Exercise:
Copy the records below verbatim, from the first line through the line containing "so content is", inclusive, and output nothing else.

- - -

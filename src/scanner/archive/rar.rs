use std::io::Read;
use std::path::{Path, PathBuf};

use unrar::{CursorBeforeFile, CursorBeforeHeader, OpenArchive, Process};

use super::{ArchiveError, ArchiveIterator};

/// RAR/CBR backend. The unrar cursor only moves forward, so content is
/// read at most once per entry and kept until the next advance.
pub struct RarIter {
    path: PathBuf,
    header: Option<OpenArchive<Process, CursorBeforeHeader>>,
    file: Option<OpenArchive<Process, CursorBeforeFile>>,
    name: String,
    size: u64,
    is_dir: bool,
    buffer: Option<Vec<u8>>,
}

impl RarIter {
    pub fn open(path: &Path) -> Result<Self, ArchiveError> {
        let header = open_for_processing(path)?;
        Ok(Self {
            path: path.to_path_buf(),
            header: Some(header),
            file: None,
            name: String::new(),
            size: 0,
            is_dir: false,
            buffer: None,
        })
    }
}

fn open_for_processing(path: &Path) -> Result<OpenArchive<Process, CursorBeforeHeader>, ArchiveError> {
    unrar::Archive::new(path)
        .open_for_processing()
        .map_err(|e| ArchiveError::Rar(e.to_string()))
}

fn entry_name(file: &OpenArchive<Process, CursorBeforeFile>) -> String {
    file.entry()
        .filename
        .to_string_lossy()
        .replace('\\', "/")
}

impl ArchiveIterator for RarIter {
    fn next_entry(&mut self) -> Result<bool, ArchiveError> {
        self.buffer = None;
        if let Some(file) = self.file.take() {
            let header = file.skip().map_err(|e| ArchiveError::Rar(e.to_string()))?;
            self.header = Some(header);
        }
        let Some(header) = self.header.take() else {
            return Ok(false);
        };
        match header
            .read_header()
            .map_err(|e| ArchiveError::Rar(e.to_string()))?
        {
            Some(file) => {
                let entry = file.entry();
                self.name = entry_name(&file);
                self.size = entry.unpacked_size;
                self.is_dir = entry.is_directory();
                self.file = Some(file);
                Ok(true)
            }
            None => Ok(false),
        }
    }

    fn entry_name(&self) -> &str {
        &self.name
    }

    fn entry_size(&self) -> u64 {
        self.size
    }

    fn entry_is_dir(&self) -> bool {
        self.is_dir
    }

    fn entry_reader(&mut self) -> Result<Box<dyn Read + '_>, ArchiveError> {
        if self.buffer.is_none() {
            let file = self.file.take().ok_or(ArchiveError::NoEntry)?;
            let (data, header) = file.read().map_err(|e| ArchiveError::Rar(e.to_string()))?;
            self.header = Some(header);
            self.buffer = Some(data);
        }
        let data = self.buffer.as_deref().unwrap_or_default();
        Ok(Box::new(data))
    }

    fn read_by_name(&mut self, name: &str) -> Result<Vec<u8>, ArchiveError> {
        let mut header = Some(open_for_processing(&self.path)?);
        while let Some(current) = header.take() {
            let Some(file) = current
                .read_header()
                .map_err(|e| ArchiveError::Rar(e.to_string()))?
            else {
                break;
            };
            if entry_name(&file) == name {
                let (data, _) = file.read().map_err(|e| ArchiveError::Rar(e.to_string()))?;
                return Ok(data);
            }
            header = Some(file.skip().map_err(|e| ArchiveError::Rar(e.to_string()))?);
        }
        Err(ArchiveError::NotFound(name.to_string()))
    }
}
pub mod items;
pub mod library;
pub mod upload;

use axum::Router;
use axum::extract::DefaultBodyLimit;
use axum::routing::{get, post};

use crate::state::AppState;

pub fn router(state: AppState) -> Router<AppState> {
    // Body limit for upload: configured max + 1 MB overhead for multipart framing
    let upload_body_limit =
        (state.config.upload.max_upload_size_mb as usize * 1024 * 1024) + 1_048_576;

    Router::new()
        .route("/items/{hash}", get(items::details).delete(items::delete))
        .route("/items/{hash}/page/{n}", get(items::page))
        .route("/items/{hash}/cover", get(items::cover))
        .route("/items/{hash}/history", post(items::save_history))
        .route("/library/rescan", post(library::rescan_all))
        .route("/library/folders/{id}/rescan", post(library::rescan_folder))
        .route("/library/items/{hash}/rescan", post(library::rescan_item))
        .route("/library/status", get(library::status))
        .route(
            "/uploader/upload",
            post(upload::upload).layer(DefaultBodyLimit::max(upload_body_limit)),
        )
}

- - -

Answer area:
filename src/scanner/archive/rar.rs
use std::io::Read;
use std::path::{Path, PathBuf};

use unrar::{CursorBeforeFile, CursorBeforeHeader, OpenArchive, Process};

use super::{ArchiveError, ArchiveIterator};

/// RAR/CBR backend. The unrar cursor only moves forward, so content is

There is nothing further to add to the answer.